I am really late to the story here, but I was reluctant to write about Muhammad Ali because, besides the obvious loss of a legend, his was another death attributable to sepsis, the disease that nearly KOd me several years ago. In his case, it was septic shock, meaning severe sepsis that doesn’t respond to treatment. Sepsis gets “severe” when it starts to affect internal organs, as it did with my liver.
Sepsis, for those who have joined this class in progress, follows the body’s overreaction to an infection. Bacteria travel to the blood and bad things follow. In Ali’s case, he was weakened by Parkinson’s Disease and his body’s immune response wasn’t triggered to fight. Last week, I worked alongside a man whose 22-year-old son died from sepsis so it’s been on my mind again.
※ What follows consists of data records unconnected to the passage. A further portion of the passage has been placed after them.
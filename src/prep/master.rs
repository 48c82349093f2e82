//! Build the master table: deals with their price window, announce-date
//! financial metrics and prior-year emissions.

use super::merge::MeanAcc;
use super::{read_table, require_columns, write_table};
use crate::table::dates::{format_iso, parse_date};
use crate::table::{fmt_plain, Table};
use anyhow::Result;
use chrono::{Datelike, NaiveDate};
use std::collections::HashMap;
use std::path::Path;
use tracing::{debug, info};

/// Columns ahead of the price window.
const LEADING_COLUMNS: &[&str] = &[
    "Deal Announce Date",
    "Previous Year",
    "Acquirer Ticker",
    "Acquirer Name",
    "Target Name",
    "Seller Name",
    "Announced Total Value (mil.)",
    "TV/EBITDA",
];

/// Columns after the price window.
const TRAILING_COLUMNS: &[&str] = &[
    "Market_Cap_AD_mil",
    "Debt_to_Equity",
    "ROA_percent",
    "Acquirer_GHG_Emissions",
    "Deal Status",
];

fn normalize_ticker(raw: &str) -> String {
    raw.trim().to_uppercase()
}

/// Financial metrics per (ticker, announce date). The first row of a key wins.
pub fn metrics_by_deal(metrics: &Table) -> Result<HashMap<(String, NaiveDate), [String; 3]>> {
    require_columns(
        metrics,
        &["Ticker", "Announce Date", "Market_Cap_mil", "Debt_to_Equity", "ROA_percent"],
        "financial metrics",
    )?;

    let mut by_deal = HashMap::new();
    for row in metrics.rows() {
        let ticker = normalize_ticker(row.get("Ticker").unwrap_or_default());
        let Some(date) = row.get("Announce Date").and_then(parse_date) else {
            debug!("Skipping metrics row {} with unreadable date", row.index() + 1);
            continue;
        };
        if ticker.is_empty() {
            continue;
        }
        let values = ["Market_Cap_mil", "Debt_to_Equity", "ROA_percent"]
            .map(|c| row.get(c).unwrap_or_default().to_string());
        by_deal.entry((ticker, date)).or_insert(values);
    }
    Ok(by_deal)
}

/// Mean emissions per (ticker, reporting year).
pub fn emissions_by_year(ghg: &Table) -> Result<HashMap<(String, i32), f64>> {
    require_columns(ghg, &["Ticker", "periodenddate", "GHG_Emissions"], "GHG data")?;

    let mut acc: HashMap<(String, i32), MeanAcc> = HashMap::new();
    for row in ghg.rows() {
        let ticker = normalize_ticker(row.get("Ticker").unwrap_or_default());
        let Some(period) = row.get("periodenddate").and_then(parse_date) else {
            continue;
        };
        acc.entry((ticker, period.year()))
            .or_default()
            .add(row.get_f64("GHG_Emissions"));
    }

    Ok(acc
        .into_iter()
        .filter_map(|(key, a)| a.mean().map(|m| (key, m)))
        .collect())
}

/// Price window columns of the deal table, in their original order.
fn window_columns(deals: &Table) -> Vec<&str> {
    deals
        .headers()
        .iter()
        .map(String::as_str)
        .filter(|h| h.starts_with("T_minus_") || h.starts_with("T_plus_"))
        .collect()
}

/// Left-join metrics on (ticker, announce date) and emissions on the
/// year before the announcement. Every deal is kept.
pub fn build_master(deals: &Table, metrics: &Table, ghg: &Table) -> Result<(Table, usize)> {
    let mut deals = deals.clone();
    deals.rename_columns(&[
        ("Announce Date", "Deal Announce Date"),
        ("Ticker", "Acquirer Ticker"),
    ]);
    require_columns(&deals, &["Deal Announce Date", "Acquirer Ticker"], "M&A data")?;

    let metrics = metrics_by_deal(metrics)?;
    let emissions = emissions_by_year(ghg)?;

    let mut matched = 0;
    for row in 0..deals.len() {
        let ticker = normalize_ticker(deals.get(row, "Acquirer Ticker").unwrap_or_default());
        deals.set(row, "Acquirer Ticker", ticker.clone());

        let Some(date) = deals.get(row, "Deal Announce Date").and_then(parse_date) else {
            continue;
        };
        let previous = date.year() - 1;
        deals.set(row, "Deal Announce Date", format_iso(date));
        deals.set(row, "Previous Year", previous.to_string());

        if let Some([cap, de, roa]) = metrics.get(&(ticker.clone(), date)) {
            matched += 1;
            deals.set(row, "Market_Cap_AD_mil", cap.clone());
            deals.set(row, "Debt_to_Equity", de.clone());
            deals.set(row, "ROA_percent", roa.clone());
        }
        let ghg = emissions.get(&(ticker, previous)).copied();
        deals.set(row, "Acquirer_GHG_Emissions", fmt_plain(ghg));
    }

    let mut order: Vec<&str> = LEADING_COLUMNS.to_vec();
    order.extend(window_columns(&deals));
    order.extend_from_slice(TRAILING_COLUMNS);
    Ok((deals.select_or_empty(&order), matched))
}

/// Row counts reported after building the master table.
#[derive(Debug, Clone, Copy, PartialEq, Eq)]
pub struct MasterSummary {
    pub deals: usize,
    pub with_metrics: usize,
}

pub fn run(deals: &Path, metrics: &Path, ghg: &Path, output: &Path) -> Result<MasterSummary> {
    let deal_table = read_table(deals)?;
    let metrics_table = read_table(metrics)?;
    let ghg_table = read_table(ghg)?;
    info!(
        "Loaded {} deals, {} metrics rows, {} GHG rows",
        deal_table.len(),
        metrics_table.len(),
        ghg_table.len()
    );

    let (master, matched) = build_master(&deal_table, &metrics_table, &ghg_table)?;
    write_table(&master, output)?;

    for c in master.completeness() {
        debug!("{}: {} non-null ({:.1}%)", c.column, c.non_null, c.percent);
    }

    Ok(MasterSummary {
        deals: master.len(),
        with_metrics: matched,
    })
}
//! Trading-day resolution around event dates.

use super::{MarketDataSource, MarketError, RetryPolicy};
use crate::config::FetchConfig;
use chrono::{Datelike, Duration, NaiveDate, Weekday};
use tracing::debug;

/// Which way to walk when the target date is not a trading day.
#[derive(Debug, Clone, Copy, PartialEq, Eq)]
pub enum Direction {
    Backward,
    Forward,
}

/// Bounds on the trading-day walk.
#[derive(Debug, Clone, Copy, PartialEq, Eq)]
pub struct TradingDaySearch {
    pub attempts: usize,
    pub lookaround_days: i64,
}

impl Default for TradingDaySearch {
    fn default() -> Self {
        Self {
            attempts: 10,
            lookaround_days: 5,
        }
    }
}

impl From<&FetchConfig> for TradingDaySearch {
    fn from(config: &FetchConfig) -> Self {
        Self {
            attempts: config.trading_day_attempts.max(1),
            lookaround_days: config.lookaround_days.max(1),
        }
    }
}

/// Future dates are pulled back to the latest weekday on or before `today`.
pub fn clamp_to_today(target: NaiveDate, today: NaiveDate) -> NaiveDate {
    if target <= today {
        return target;
    }
    let mut day = today;
    while matches!(day.weekday(), Weekday::Sat | Weekday::Sun) {
        day -= Duration::days(1);
    }
    day
}

/// Find the closest date with market data, walking in `direction`.
///
/// Each attempt looks at a window of `lookaround_days`: `[d - n, d)` going
/// backward (last bar wins) or `[d, d + n)` going forward (first bar wins).
/// An empty or failed window moves `d` one day further.
pub async fn nearest_trading_day(
    source: &dyn MarketDataSource,
    symbol: &str,
    target: NaiveDate,
    direction: Direction,
    policy: &RetryPolicy,
    search: TradingDaySearch,
) -> Option<NaiveDate> {
    let window = Duration::days(search.lookaround_days);
    let mut date = target;

    for attempt in 0..search.attempts {
        let (start, end) = match direction {
            Direction::Backward => (date - window, date),
            Direction::Forward => (date, date + window),
        };

        let what = format!("{} history {}..{}", symbol, start, end);
        match policy
            .retry(&what, || source.daily_history(symbol, start, end))
            .await
        {
            Ok(bars) if !bars.is_empty() => {
                let found = match direction {
                    Direction::Backward => bars.last(),
                    Direction::Forward => bars.first(),
                };
                return found.map(|b| b.date);
            }
            Ok(_) => debug!("{}: no bars in {}..{} (attempt {})", symbol, start, end, attempt + 1),
            Err(e) => debug!("{}: window {}..{} failed: {}", symbol, start, end, e),
        }

        date = match direction {
            Direction::Backward => date - Duration::days(1),
            Direction::Forward => date + Duration::days(1),
        };
    }

    None
}

/// Closing price on `date`, or the last close before it within a day.
pub async fn close_on(
    source: &dyn MarketDataSource,
    symbol: &str,
    date: NaiveDate,
    policy: &RetryPolicy,
) -> Result<Option<f64>, MarketError> {
    let start = date - Duration::days(1);
    let end = date + Duration::days(1);
    let what = format!("{} close on {}", symbol, date);
    let bars = policy
        .retry(&what, || source.daily_history(symbol, start, end))
        .await?;

    let close = bars
        .iter()
        .find(|b| b.date == date)
        .or_else(|| bars.last())
        .map(|b| b.close);
    Ok(close)
}
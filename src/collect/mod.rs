//! Data collection steps backed by a market data source.
//!
//! Each step reads a deal table, queries the source row by row and writes
//! its results as a CSV. Failures of individual rows are recorded in the
//! output instead of aborting the batch.

pub mod metrics;
pub mod prices;
pub mod sales;
pub mod tickers;

use crate::config::FetchConfig;
use crate::market::trading::TradingDaySearch;
use crate::market::{MarketDataSource, RetryPolicy};
use indicatif::{ProgressBar, ProgressStyle};

/// Everything a collection step needs to talk to the market.
pub struct Fetcher<'a> {
    pub source: &'a dyn MarketDataSource,
    pub policy: RetryPolicy,
    pub search: TradingDaySearch,
    pub workers: usize,
    pub show_progress: bool,
}

impl<'a> Fetcher<'a> {
    pub fn new(source: &'a dyn MarketDataSource, config: &FetchConfig, show_progress: bool) -> Self {
        Self {
            source,
            policy: RetryPolicy::from(config),
            search: TradingDaySearch::from(config),
            workers: config.workers.max(1),
            show_progress,
        }
    }

    /// Progress bar for `len` rows; hidden when progress display is off.
    pub(crate) fn progress_bar(&self, len: usize, message: &str) -> ProgressBar {
        if !self.show_progress {
            return ProgressBar::hidden();
        }

        let pb = ProgressBar::new(len as u64);
        if let Ok(style) = ProgressStyle::default_bar()
            .template("{spinner:.green} {msg} [{elapsed_precise}] [{bar:40.cyan/blue}] {pos}/{len} ({eta})")
        {
            pb.set_style(style.progress_chars("#>-"));
        }
        pb.set_message(message.to_string());
        pb
    }
}

#[cfg(test)]
pub(crate) fn test_fetcher(source: &dyn MarketDataSource) -> Fetcher<'_> {
    Fetcher {
        source,
        policy: RetryPolicy::immediate(),
        search: TradingDaySearch::default(),
        workers: 2,
        show_progress: false,
    }
}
In the young man’s case, a doctor diagnosed him as having a chest infection and sent him for an X-ray but didn’t give him antibiotics. The patient, full of young, male bravado, put off getting the X-ray. By the time he was taken to hospital he was beyond saving. I can’t figure out why that physician didn’t give him the meds first.
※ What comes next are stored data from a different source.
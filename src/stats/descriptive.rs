//! Descriptive statistics over plain slices.

use statrs::distribution::{ContinuousCDF, StudentsT};

pub fn mean(values: &[f64]) -> Option<f64> {
    if values.is_empty() {
        return None;
    }
    Some(values.iter().sum::<f64>() / values.len() as f64)
}

pub fn median(values: &[f64]) -> Option<f64> {
    quantile(values, 0.5)
}

/// Sample standard deviation (`ddof = 1`).
pub fn std_dev(values: &[f64]) -> Option<f64> {
    let n = values.len();
    if n < 2 {
        return None;
    }
    let m = mean(values)?;
    let ss: f64 = values.iter().map(|v| (v - m).powi(2)).sum();
    Some((ss / (n - 1) as f64).sqrt())
}

fn sorted(values: &[f64]) -> Vec<f64> {
    let mut v = values.to_vec();
    v.sort_by(|a, b| a.total_cmp(b));
    v
}

/// Quantile with linear interpolation between order statistics.
pub fn quantile(values: &[f64], q: f64) -> Option<f64> {
    if values.is_empty() {
        return None;
    }
    let v = sorted(values);
    Some(quantile_sorted(&v, q))
}

fn quantile_sorted(v: &[f64], q: f64) -> f64 {
    let pos = q.clamp(0.0, 1.0) * (v.len() - 1) as f64;
    let lo = pos.floor() as usize;
    let hi = pos.ceil() as usize;
    v[lo] + (v[hi] - v[lo]) * (pos - lo as f64)
}

/// Winsorize the non-missing values; missing entries stay missing.
///
/// With `n` present values, the `floor(lower * n)` smallest are raised to the
/// next order statistic and the `floor(upper * n)` largest lowered likewise.
pub fn winsorize(values: &[Option<f64>], lower: f64, upper: f64) -> Vec<Option<f64>> {
    let present: Vec<f64> = values.iter().flatten().copied().collect();
    let n = present.len();
    if n == 0 {
        return values.to_vec();
    }

    let v = sorted(&present);
    let low_idx = ((lower * n as f64) as usize).min(n - 1);
    let up_idx = n.saturating_sub((upper * n as f64) as usize).max(1);
    let floor = v[low_idx];
    let ceiling = v[up_idx - 1];

    values
        .iter()
        .map(|v| v.map(|x| x.max(floor).min(ceiling)))
        .collect()
}

/// Pearson correlation and two-sided p-value.
///
/// `None` with fewer than two points or a constant input.
pub fn pearson(x: &[f64], y: &[f64]) -> Option<(f64, f64)> {
    let n = x.len().min(y.len());
    if n < 2 {
        return None;
    }
    let (x, y) = (&x[..n], &y[..n]);
    let mx = mean(x)?;
    let my = mean(y)?;

    let mut sxy = 0.0;
    let mut sxx = 0.0;
    let mut syy = 0.0;
    for (a, b) in x.iter().zip(y) {
        sxy += (a - mx) * (b - my);
        sxx += (a - mx).powi(2);
        syy += (b - my).powi(2);
    }
    if sxx == 0.0 || syy == 0.0 {
        return None;
    }

    let r = (sxy / (sxx * syy).sqrt()).clamp(-1.0, 1.0);
    if n == 2 {
        return Some((r, 1.0));
    }
    if (1.0 - r.abs()) < f64::EPSILON {
        return Some((r, 0.0));
    }

    let df = (n - 2) as f64;
    let t = r * (df / (1.0 - r * r)).sqrt();
    let p = StudentsT::new(0.0, 1.0, df)
        .map(|dist| 2.0 * dist.sf(t.abs()))
        .ok()?;
    Some((r, p))
}

pub const SIZE_LABELS: [&str; 4] = ["Small", "Medium", "Large", "Very Large"];

/// Assign each value to a size quartile.
///
/// `None` when quartile edges coincide, as happens with many equal values.
pub fn qcut4(values: &[f64]) -> Option<Vec<&'static str>> {
    if values.is_empty() {
        return None;
    }
    let v = sorted(values);
    let edges: Vec<f64> = [0.0, 0.25, 0.5, 0.75, 1.0]
        .iter()
        .map(|&q| quantile_sorted(&v, q))
        .collect();
    if edges.windows(2).any(|w| w[0] >= w[1]) {
        return None;
    }

    Some(
        values
            .iter()
            .map(|&x| {
                let bin = edges[1..]
                    .iter()
                    .position(|&edge| x <= edge)
                    .unwrap_or(3);
                SIZE_LABELS[bin]
            })
            .collect(),
    )
}

#[cfg(test)]
mod tests {
    use super::*;

    fn close(a: f64, b: f64) -> bool {
        (a - b).abs() < 1e-9
    }

    #[test]
    fn test_basic_statistics() {
        let v = [2.0, 4.0, 4.0, 4.0, 5.0, 5.0, 7.0, 9.0];
        assert_eq!(mean(&v), Some(5.0));
        assert_eq!(median(&v), Some(4.5));
        assert!(close(std_dev(&v).unwrap(), (32.0f64 / 7.0).sqrt()));
        assert_eq!(std_dev(&[1.0]), None);
        assert_eq!(mean(&[]), None);
    }

    #[test]
    fn test_quantile_interpolates() {
        let v = [1.0, 2.0, 3.0, 4.0];
        assert!(close(quantile(&v, 0.25).unwrap(), 1.75));
        assert!(close(quantile(&v, 0.5).unwrap(), 2.5));
        assert_eq!(quantile(&v, 0.0), Some(1.0));
        assert_eq!(quantile(&v, 1.0), Some(4.0));
    }

    #[test]
    fn test_winsorize_clips_tails() {
        let mut values: Vec<Option<f64>> = (1..=100).map(|i| Some(i as f64)).collect();
        values.push(None);
        let w = winsorize(&values, 0.01, 0.01);
        assert_eq!(w[0], Some(2.0));
        assert_eq!(w[50], Some(51.0));
        assert_eq!(w[99], Some(99.0));
        assert_eq!(w[100], None);
    }

    #[test]
    fn test_winsorize_small_samples_unchanged() {
        let values = vec![Some(-50.0), Some(1.0), Some(80.0)];
        assert_eq!(winsorize(&values, 0.01, 0.01), values);
        assert!(winsorize(&[None, None], 0.01, 0.01).iter().all(Option::is_none));
    }

    #[test]
    fn test_pearson() {
        let x = [1.0, 2.0, 3.0, 4.0, 5.0];
        let y = [2.0, 4.0, 5.0, 4.0, 5.0];
        let (r, p) = pearson(&x, &y).unwrap();
        assert!((r - 0.7745966692).abs() < 1e-9);
        assert!((p - 0.1240).abs() < 1e-3);

        assert_eq!(pearson(&x, &[1.0; 5]), None);
        assert_eq!(pearson(&[1.0], &[2.0]), None);
        assert_eq!(pearson(&[1.0, 2.0], &[3.0, 5.0]), Some((1.0, 1.0)));
    }

    #[test]
    fn test_qcut4() {
        let v = [1.0, 2.0, 3.0, 4.0, 5.0, 6.0, 7.0, 8.0];
        let labels = qcut4(&v).unwrap();
        assert_eq!(labels[0], "Small");
        assert_eq!(labels[1], "Small");
        assert_eq!(labels[2], "Medium");
        assert_eq!(labels[5], "Large");
        assert_eq!(labels[7], "Very Large");

        assert_eq!(qcut4(&[0.0, 0.0, 0.0, 5.0]), None);
    }
}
Sometimes I think the sepsis support groups I joined help me and sometimes I don’t. The aftermath for some patients is horrific. And doctors share stories of patients who suffer effects attributable to their sepsis fight, many years after they seemingly fully recovered. It’s scary stuff.
Bu the headline is, I did survive. And I’ve tried to find ways to contribute to the challenge of increasing awareness. Next, I’ll donate voice-overs for some educational videos. I would love to one day attend one of the international conferences on sepsis. After all of these years, remembering my own fight is still upsetting, and if it’s tough enough to take out The Champ, you can imagine how ruthless sepsis is.